Code for reproduction
from matplotlib import pyplot
from mpl_toolkits.mplot3d import Axes3D
from mpl_toolkits.mplot3d.art3d import Patch3D
class DummyPatch(Patch3D):
def do_3d_projection(self, renderer=None):
# This supports both 3.4 and 3.5 calling conventions.
return 0
def draw(self, renderer):
pass
figure = pyplot.figure()
axes = Axes3D(figure, auto_add_to_figure=False)
figure.add_axes(axes)
axes.add_artist(DummyPatch())
axes.add_artist(DummyPatch())
pyplot.show()
Actual outcome
Running causes this warning to be emitted:
/Users/jake/tmp.py:20: MatplotlibDeprecationWarning: The 'renderer' parameter of do_3d_projection() was deprecated in Matplotlib 3.4 and will be removed two minor releases later.
pyplot.show()
Expected outcome
It would be good to have a way to indicate that we support the new calling convention, so we can avoid triggering the warning - since it only happens when the figure is drawn, we can't reliably suppress the warning in library code without overriding the user's warning filters, which we very much don't want to do.

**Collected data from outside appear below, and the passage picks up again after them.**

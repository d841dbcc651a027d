//! Catalog metadata returned by database handles.

use serde::{Deserialize, Serialize};

/// Column metadata.
#[derive(Debug, Clone, PartialEq, Eq, Serialize, Deserialize)]
pub struct ColumnInfo {
    /// Column name.
    pub name: String,
    /// Declared type as the catalog reports it (e.g. `character varying`, `VARCHAR(255)`).
    pub data_type: String,
    /// Character length limit when the catalog reports it separately.
    pub max_length: Option<i64>,
    /// Precision of `numeric`/`decimal` columns when reported separately.
    #[serde(default, skip_serializing_if = "Option::is_none")]
    pub numeric_precision: Option<i64>,
    /// Scale of `numeric`/`decimal` columns when reported separately.
    #[serde(default, skip_serializing_if = "Option::is_none")]
    pub numeric_scale: Option<i64>,
    /// Fractional-second precision of time and timestamp columns.
    #[serde(default, skip_serializing_if = "Option::is_none")]
    pub datetime_precision: Option<i64>,
    /// Whether NULL is allowed.
    pub nullable: bool,
}

impl ColumnInfo {
    /// Create column metadata.
    pub fn new(name: impl Into<String>, data_type: impl Into<String>, nullable: bool) -> Self {
        Self {
            name: name.into(),
            data_type: data_type.into(),
            max_length: None,
            numeric_precision: None,
            numeric_scale: None,
            datetime_precision: None,
            nullable,
        }
    }

    /// Set the separately reported length limit.
    pub fn with_max_length(mut self, max_length: Option<i64>) -> Self {
        self.max_length = max_length;
        self
    }

    /// Set the separately reported numeric precision and scale.
    pub fn with_numeric_precision(mut self, precision: Option<i64>, scale: Option<i64>) -> Self {
        self.numeric_precision = precision;
        self.numeric_scale = scale;
        self
    }

    /// Set the separately reported fractional-second precision.
    pub fn with_datetime_precision(mut self, precision: Option<i64>) -> Self {
        self.datetime_precision = precision;
        self
    }

    /// Full type including its arguments, e.g. `character varying(255)`
    /// or `numeric(10,2)`.
    pub fn display_type(&self) -> String {
        if self.data_type.contains('(') {
            return self.data_type.clone();
        }
        if let Some(len) = self.max_length {
            return format!("{}({})", self.data_type, len);
        }

        let base = normalize_type(&self.data_type);
        match base.as_str() {
            "numeric" => match self.numeric_precision {
                Some(precision) => format!(
                    "{}({},{})",
                    self.data_type,
                    precision,
                    self.numeric_scale.unwrap_or(0)
                ),
                None => self.data_type.clone(),
            },
            "time" | "timetz" | "timestamp" | "timestamptz" | "interval" => {
                match self.datetime_precision {
                    Some(precision) => format!("{}({})", self.data_type, precision),
                    None => self.data_type.clone(),
                }
            }
            _ => self.data_type.clone(),
        }
    }

    /// Compare against an expected type, ignoring dialect spelling.
    ///
    /// An expected type without arguments (`varchar`) matches any length.
    pub fn type_matches(&self, expected: &str) -> bool {
        let observed = normalize_type(&self.display_type());
        let expected = normalize_type(expected);

        if expected.contains('(') {
            observed == expected
        } else {
            base_type(&observed) == expected
        }
    }
}

/// Index metadata.
#[derive(Debug, Clone, PartialEq, Eq, Serialize, Deserialize)]
pub struct IndexInfo {
    /// Index name.
    pub name: String,
    /// Whether the index enforces uniqueness.
    pub unique: bool,
    /// Indexed columns in key order (may be empty for expression indexes).
    pub columns: Vec<String>,
}

/// Kind of table constraint.
#[derive(Debug, Clone, Copy, PartialEq, Eq, Serialize, Deserialize)]
#[serde(rename_all = "snake_case")]
pub enum ConstraintKind {
    /// Primary key.
    PrimaryKey,
    /// Foreign key.
    ForeignKey,
    /// Unique constraint.
    Unique,
    /// Check constraint.
    Check,
    /// Anything else the catalog reports (exclusion, trigger, ...).
    Other,
}

impl std::fmt::Display for ConstraintKind {
    fn fmt(&self, f: &mut std::fmt::Formatter<'_>) -> std::fmt::Result {
        match self {
            ConstraintKind::PrimaryKey => write!(f, "primary key"),
            ConstraintKind::ForeignKey => write!(f, "foreign key"),
            ConstraintKind::Unique => write!(f, "unique"),
            ConstraintKind::Check => write!(f, "check"),
            ConstraintKind::Other => write!(f, "other"),
        }
    }
}

/// Constraint metadata.
#[derive(Debug, Clone, PartialEq, Eq, Serialize, Deserialize)]
pub struct ConstraintInfo {
    /// Constraint name. SQLite does not keep names for most constraints.
    pub name: Option<String>,
    /// Constraint kind.
    pub kind: ConstraintKind,
    /// Constrained columns.
    pub columns: Vec<String>,
    /// Referenced table (foreign keys only).
    pub referenced_table: Option<String>,
    /// Referenced columns (foreign keys only).
    pub referenced_columns: Vec<String>,
}

impl ConstraintInfo {
    /// Create constraint metadata without references.
    pub fn new(name: Option<String>, kind: ConstraintKind, columns: Vec<String>) -> Self {
        Self {
            name,
            kind,
            columns,
            referenced_table: None,
            referenced_columns: Vec::new(),
        }
    }

    /// Create foreign key metadata.
    pub fn foreign_key(
        name: Option<String>,
        columns: Vec<String>,
        referenced_table: impl Into<String>,
        referenced_columns: Vec<String>,
    ) -> Self {
        Self {
            name,
            kind: ConstraintKind::ForeignKey,
            columns,
            referenced_table: Some(referenced_table.into()),
            referenced_columns,
        }
    }

    /// Check if this foreign key maps `column` to `table.referenced_column`.
    pub fn references(&self, column: &str, table: &str, referenced_column: &str) -> bool {
        if self.kind != ConstraintKind::ForeignKey {
            return false;
        }

        let table_matches = self
            .referenced_table
            .as_deref()
            .map(|t| unqualified(t).eq_ignore_ascii_case(unqualified(table)))
            .unwrap_or(false);

        table_matches
            && self
                .columns
                .iter()
                .zip(self.referenced_columns.iter())
                .any(|(from, to)| {
                    from.eq_ignore_ascii_case(column) && to.eq_ignore_ascii_case(referenced_column)
                })
    }

    /// One-line description for reports.
    pub fn describe(&self) -> String {
        let name = self.name.as_deref().unwrap_or("<unnamed>");
        match &self.referenced_table {
            Some(table) => format!(
                "{} {} ({}) -> {}({})",
                self.kind,
                name,
                self.columns.join(", "),
                table,
                self.referenced_columns.join(", ")
            ),
            None => format!("{} {} ({})", self.kind, name, self.columns.join(", ")),
        }
    }
}

/// Normalize a SQL type name so dialect spellings compare equal.
///
/// Lowercases, collapses whitespace, strips spaces inside the argument list
/// and maps common synonyms (`character varying` -> `varchar`,
/// `int4` -> `integer`, `timestamp with time zone` -> `timestamptz`, ...).
pub fn normalize_type(raw: &str) -> String {
    let lowered = raw.trim().to_ascii_lowercase();
    // `timestamp(3) with time zone` keeps its suffix after the arguments.
    let (base, args) = match (lowered.find('('), lowered.find(')')) {
        (Some(open), Some(close)) if close > open => (
            format!("{} {}", &lowered[..open], &lowered[close + 1..]),
            Some(&lowered[open..=close]),
        ),
        _ => (lowered.clone(), None),
    };

    let base = base.split_whitespace().collect::<Vec<_>>().join(" ");
    let base = match base.as_str() {
        "character varying" | "varchar" => "varchar",
        "character" | "char" | "bpchar" => "char",
        "int" | "int4" | "integer" => "integer",
        "int8" | "bigint" => "bigint",
        "int2" | "smallint" => "smallint",
        "bool" | "boolean" => "boolean",
        "float8" | "double precision" => "double precision",
        "float4" | "real" => "real",
        "decimal" | "numeric" => "numeric",
        "timestamp with time zone" | "timestamptz" => "timestamptz",
        "timestamp without time zone" | "timestamp" => "timestamp",
        "time with time zone" | "timetz" => "timetz",
        "time without time zone" | "time" => "time",
        other => other,
    }
    .to_string();

    match args {
        Some(args) => {
            let args: String = args.chars().filter(|c| !c.is_whitespace()).collect();
            format!("{}{}", base, args)
        }
        None => base,
    }
}

fn base_type(normalized: &str) -> &str {
    normalized.split('(').next().unwrap_or(normalized)
}

fn unqualified(name: &str) -> &str {
    name.rsplit('.').next().unwrap_or(name)
}
#[cfg(test)]
mod tests {
    use super::*;
    use crate::database::SqliteDatabase;
    use crate::migration::plan::MigrationStep;
    use crate::migration::postcondition::Postcondition;
    use crate::migration::rule::ValidationRule;

    fn plan(steps: Vec<MigrationStep>) -> MigrationPlan {
        MigrationPlan::new("test", "1", steps).unwrap()
    }

    #[test]
    fn test_config_builders() {
        let config = RunnerConfig::default();
        assert!(config.require_preconditions && config.verify && !config.dry_run);

        let config = RunnerConfig::new()
            .without_required_preconditions()
            .without_verification()
            .with_dry_run(true);
        assert!(!config.require_preconditions && !config.verify && config.dry_run);
    }

    #[test]
    fn test_success_path_phases() {
        let mut db = SqliteDatabase::open_in_memory().unwrap();
        let plan = plan(vec![
            MigrationStep::create_table("t1", "a", "CREATE TABLE a (id INTEGER)")
                .with_postcondition(Postcondition::table_exists("a")),
            MigrationStep::create_table("t2", "b", "CREATE TABLE b (id INTEGER)"),
        ]);

        let result = MigrationRunner::default().run(&plan, &mut db);
        assert_eq!(result.status, RunStatus::Success);
        assert_eq!(result.applied_steps, vec!["t1".to_string(), "t2".to_string()]);
        assert_eq!(
            result.phase_sequence(),
            vec![
                RunPhase::Idle,
                RunPhase::Validating,
                RunPhase::Applying,
                RunPhase::Validating,
                RunPhase::Applying,
                RunPhase::Committing,
                RunPhase::Verifying,
                RunPhase::Succeeded,
            ]
        );
        assert_eq!(result.verification_report.as_ref().map(|r| r.len()), Some(1));
        assert!(result.steps.iter().all(|s| s.status == StepStatus::Applied));
        assert_eq!(result.exit_code(), 0);
    }

    #[test]
    fn test_unvalidated_risky_step_rejected() {
        let mut db = SqliteDatabase::open_in_memory().unwrap();
        db.execute_batch("CREATE TABLE a (id INTEGER, v TEXT)").unwrap();
        let plan = plan(vec![MigrationStep::alter_column_type(
            "retype",
            "a",
            "v",
            "CREATE TABLE marker (id INTEGER)",
        )]);

        let result = MigrationRunner::default().run(&plan, &mut db);
        assert_eq!(result.status, RunStatus::Aborted);
        assert!(matches!(result.failure, Some(MigrationError::InvalidPlan { .. })));
        assert_eq!(result.phase_sequence(), vec![RunPhase::Idle, RunPhase::Aborted]);
        assert!(!db.table_exists("marker").unwrap());

        let runner = MigrationRunner::new(RunnerConfig::new().without_required_preconditions());
        let result = runner.run(&plan, &mut db);
        assert_eq!(result.status, RunStatus::Success);
        assert!(db.table_exists("marker").unwrap());
    }

    #[test]
    fn test_failure_reports_step_and_rolls_back() {
        let mut db = SqliteDatabase::open_in_memory().unwrap();
        let plan = plan(vec![
            MigrationStep::create_table("t1", "a", "CREATE TABLE a (id INTEGER)"),
            MigrationStep::raw_sql("boom", "INSERT INTO missing VALUES (1)"),
            MigrationStep::create_table("t3", "c", "CREATE TABLE c (id INTEGER)"),
        ]);

        let result = MigrationRunner::default().run(&plan, &mut db);
        assert_eq!(result.status, RunStatus::Aborted);
        assert_eq!(result.failed_step.as_deref(), Some("boom"));
        assert!(result.applied_steps.is_empty());
        assert!(result.rollback_error.is_none());
        assert_eq!(result.steps[1].status, StepStatus::Failed);
        assert_eq!(result.steps[2].status, StepStatus::Pending);
        assert!(!db.table_exists("a").unwrap());
        assert_eq!(result.exit_code(), 1);
        assert!(result.to_string().contains("failed step: boom"));
    }

    #[test]
    fn test_dry_run_rolls_back() {
        let mut db = SqliteDatabase::open_in_memory().unwrap();
        let plan = plan(vec![MigrationStep::create_table(
            "t1",
            "a",
            "CREATE TABLE a (id INTEGER)",
        )
        .with_postcondition(Postcondition::table_exists("a"))]);

        let runner = MigrationRunner::new(RunnerConfig::new().with_dry_run(true));
        let result = runner.run(&plan, &mut db);
        assert_eq!(result.status, RunStatus::Rehearsed);
        assert!(result.applied_steps.is_empty());
        assert_eq!(result.rehearsed_steps, vec!["t1".to_string()]);
        assert!(result.verification_report.is_none());
        assert_eq!(result.phase_sequence().last(), Some(&RunPhase::RolledBack));
        assert!(!db.table_exists("a").unwrap());
    }

    #[test]
    fn test_verification_mismatch_is_partial() {
        let mut db = SqliteDatabase::open_in_memory().unwrap();
        let plan = plan(vec![MigrationStep::create_table(
            "t1",
            "a",
            "CREATE TABLE a (id INTEGER)",
        )
        .with_postcondition(Postcondition::column_exists("a", "name"))]);

        let result = MigrationRunner::default().run(&plan, &mut db);
        assert_eq!(result.status, RunStatus::PartiallyVerified);
        assert!(result.is_success());
        assert_eq!(result.applied_steps, vec!["t1".to_string()]);
        assert_eq!(result.mismatches().len(), 1);
        assert!(db.table_exists("a").unwrap());

        let runner = MigrationRunner::new(RunnerConfig::new().without_verification());
        let mut fresh = SqliteDatabase::open_in_memory().unwrap();
        let result = runner.run(&plan, &mut fresh);
        assert_eq!(result.status, RunStatus::Success);
        assert!(result.verification_report.is_none());
    }

    #[test]
    fn test_open_transaction_is_connection_error() {
        let mut db = SqliteDatabase::open_in_memory().unwrap();
        db.begin().unwrap();
        let plan = plan(vec![MigrationStep::raw_sql("noop", "SELECT 1")]);

        let result = MigrationRunner::default().run(&plan, &mut db);
        assert_eq!(result.status, RunStatus::Aborted);
        assert!(matches!(result.failure, Some(MigrationError::Connection { .. })));
    }

    #[test]
    fn test_precondition_failure_result_serializes() {
        let mut db = SqliteDatabase::open_in_memory().unwrap();
        db.execute_batch("CREATE TABLE a (id INTEGER, v TEXT); INSERT INTO a VALUES (1, 'abcdef');")
            .unwrap();
        let plan = plan(vec![MigrationStep::alter_column_type("shrink", "a", "v", "SELECT 1")
            .with_precondition(ValidationRule::max_length("a", "v", 3))]);

        let result = MigrationRunner::default().run(&plan, &mut db);
        let json = serde_json::to_value(&result).unwrap();
        assert_eq!(json["status"], "aborted");
        assert_eq!(json["failure"]["kind"], "precondition_failed");
        assert_eq!(json["failure"]["offending_count"], 1);
        assert_eq!(json["failed_step"], "shrink");
    }
}
use async_trait::async_trait;
use std::sync::Arc;
use std::time::Duration;

use hwreflect_core::classifier::{classify_simulation, classify_step};
use hwreflect_core::{
    ExecutionContext, InvocationResult, Stage, StageError, StageId, StageOutcome,
    ToolCommand, ToolchainInvoker, Workspace,
};

use crate::conclude;
use crate::materialize::SbtProject;

/// Verilate, build, run. Any step failing ends the stage; only the final run
/// is judged by pass/fail markers.
pub struct SimulateStage {
    project: Arc<SbtProject>,
}

impl SimulateStage {
    pub fn new(project: Arc<SbtProject>) -> Self {
        Self { project }
    }

    async fn step(
        &self,
        invoker: &ToolchainInvoker,
        workspace: &Workspace,
        command: &ToolCommand,
        budget: Duration,
        stem: &str,
    ) -> Result<InvocationResult, StageError> {
        Ok(invoker
            .run(command, workspace.path(), budget, &workspace.logs_dir(), stem)
            .await?)
    }
}

#[async_trait]
impl Stage for SimulateStage {
    fn id(&self) -> StageId {
        StageId::Simulation
    }

    async fn run(
        &self,
        workspace: &Workspace,
        ctx: &ExecutionContext,
    ) -> Result<StageOutcome, StageError> {
        let toolchain = &ctx.config.toolchain;
        let verilate = self
            .project
            .verilate_command(toolchain)
            .ok_or_else(|| StageError::MissingInput("no harness supplied".to_string()))?;
        let invoker = ToolchainInvoker::new(ctx.config.max_capture_bytes);
        let mut outcome = StageOutcome::begin(self.id());

        let budget = ctx.budgets.verilate();
        let result = self.step(&invoker, workspace, &verilate, budget, "verilate").await?;
        outcome.record(&result);
        let classification = classify_step("Verilator", &result, budget);
        if !classification.success {
            return Ok(conclude(outcome, classification));
        }

        let budget = ctx.budgets.build();
        let build = self.project.build_command(toolchain);
        let result = self.step(&invoker, workspace, &build, budget, "build").await?;
        outcome.record(&result);
        let classification = classify_step("Build", &result, budget);
        if !classification.success {
            return Ok(conclude(outcome, classification));
        }

        let budget = ctx.budgets.simulate();
        let run = self.project.simulation_command();
        let result = self.step(&invoker, workspace, &run, budget, "simulate").await?;
        outcome.record(&result);
        outcome.waveform = read_waveform(&self.project, ctx.config.max_capture_bytes).await;

        Ok(conclude(
            outcome,
            classify_simulation(&result, &ctx.config.classifier, budget),
        ))
    }
}

/// Dump left by the harness, if any and if small enough to carry.
async fn read_waveform(project: &SbtProject, limit: usize) -> Option<String> {
    let path = project.waveform_path();
    let metadata = tokio::fs::metadata(&path).await.ok()?;
    if metadata.len() > limit as u64 {
        tracing::warn!(bytes = metadata.len(), limit, "waveform too large, not attached");
        return None;
    }
    match tokio::fs::read(&path).await {
        Ok(bytes) => Some(String::from_utf8_lossy(&bytes).into_owned()),
        Err(e) => {
            tracing::warn!(error = %e, "waveform unreadable");
            None
        }
    }
}
//! Human-readable rendering for the terminal
use std::fmt::Write;
use std::path::Path;

use hwreflect_core::{PersistSummary, ReflectionReport, SimVerdict};

use crate::batch::BatchStats;

/// Characters of the excerpt shown inline; the full text is in the report.
pub const EXCERPT_PREVIEW_CHARS: usize = 500;

const RULE_WIDTH: usize = 60;

fn rule(ch: char) -> String {
    ch.to_string().repeat(RULE_WIDTH)
}

pub struct CheckHeader<'a> {
    pub file: &'a Path,
    pub module: &'a str,
    pub testbench: Option<&'a Path>,
    pub output: Option<&'a Path>,
}

pub fn render_header(header: &CheckHeader<'_>) -> String {
    let mut out = String::new();
    let _ = writeln!(out, "{}", rule('='));
    let _ = writeln!(out, "hwreflect check");
    let _ = writeln!(out, "{}", rule('='));
    let _ = writeln!(out, "Source:     {}", header.file.display());
    let _ = writeln!(out, "Module:     {}", header.module);
    let _ = writeln!(
        out,
        "Testbench:  {}",
        header
            .testbench
            .map(|p| p.display().to_string())
            .unwrap_or_else(|| "(none, compile and elaborate only)".to_string())
    );
    let _ = writeln!(
        out,
        "Output:     {}",
        header
            .output
            .map(|p| p.display().to_string())
            .unwrap_or_else(|| "(not saved)".to_string())
    );
    let _ = writeln!(out, "{}", rule('='));
    out
}

fn mark(ok: bool, yes: &str, no: &str) -> String {
    if ok {
        format!("✓ {}", yes)
    } else {
        format!("✗ {}", no)
    }
}

pub fn render_summary(report: &ReflectionReport) -> String {
    let mut out = String::new();
    let _ = writeln!(out, "{}", rule('='));
    let _ = writeln!(out, "Summary");
    let _ = writeln!(out, "{}", rule('='));
    let _ = writeln!(out, "Compile:    {}", mark(report.compiled, "ok", "failed"));
    let _ = writeln!(out, "Elaborate:  {}", mark(report.elaborated, "ok", "failed"));
    let sim = match report.sim_passed {
        SimVerdict::NotAttempted => "(not run)".to_string(),
        verdict => mark(verdict == SimVerdict::Passed, "passed", "failed"),
    };
    let _ = writeln!(out, "Simulate:   {}", sim);
    let _ = writeln!(out, "Stage:      {}", report.stage.as_str());
    if let Some(kind) = report.failure_kind {
        let _ = writeln!(out, "Failure:    {:?}", kind);
    }
    let _ = writeln!(out, "Timestamp:  {}", report.timestamp.to_rfc3339());
    for outcome in &report.stages {
        let status = if outcome.success {
            "ok"
        } else if outcome.timed_out {
            "timeout"
        } else {
            "failed"
        };
        let _ = writeln!(
            out,
            "  {:<12} {:<8} {:>7} ms",
            outcome.stage.as_str(),
            status,
            outcome.elapsed_ms
        );
    }

    if let Some(excerpt) = &report.error_excerpt {
        let _ = writeln!(out);
        let _ = writeln!(out, "Error excerpt:");
        let _ = writeln!(out, "{}", rule('-'));
        let total = excerpt.chars().count();
        let preview: String = excerpt.chars().take(EXCERPT_PREVIEW_CHARS).collect();
        let _ = writeln!(out, "{}", preview);
        if total > EXCERPT_PREVIEW_CHARS {
            let _ = writeln!(out, "...");
            let _ = writeln!(out, "({} characters in total, see the saved report)", total);
        }
    }
    let _ = writeln!(out, "{}", rule('='));
    if report.passed() {
        let _ = writeln!(out, "✓ All checks passed");
    } else {
        let _ = writeln!(out, "✗ Failed at stage: {}", report.stage.as_str());
    }
    out
}

/// Files written by this run only.
pub fn render_saved(summary: &PersistSummary) -> String {
    let mut out = String::new();
    for path in [summary.artifact_path(), summary.report_path()].into_iter().flatten() {
        let _ = writeln!(out, "Saved:      {}", path.display());
    }
    out
}

pub fn render_stats(stats: &BatchStats) -> String {
    let mut out = String::new();
    let _ = writeln!(out, "{}", rule('='));
    let _ = writeln!(out, "Total:      {}", stats.total);
    let _ = writeln!(out, "Passed:     {}", stats.passed);
    for (stage, count) in &stats.failures {
        let _ = writeln!(out, "{:<11} {}", format!("{}:", stage), count);
    }
    if stats.errors > 0 {
        let _ = writeln!(out, "Errors:     {}", stats.errors);
    }
    let _ = writeln!(out, "Pass rate:  {:.1}%", stats.pass_rate() * 100.0);
    out
}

At the moment we're lying about our __module__
to avoid leaking this to users, but that's not ideal for us. Perhaps matplotlib
could check for some other "magic" attribute on the class (like _matplotlib_new_do_3d_projection
), or provide a "registration" function in mplot3d
which we can call to add our class to, so the z-order sorting knows it can call us with the new convention?
Additional information
This appeared on our CI, so runs the gamut of OSs, Python versions, etc.
Operating system
No response
Matplotlib Version
3.5.0
Matplotlib Backend
No response
Python version
No response
Jupyter version
No response
Installation
pip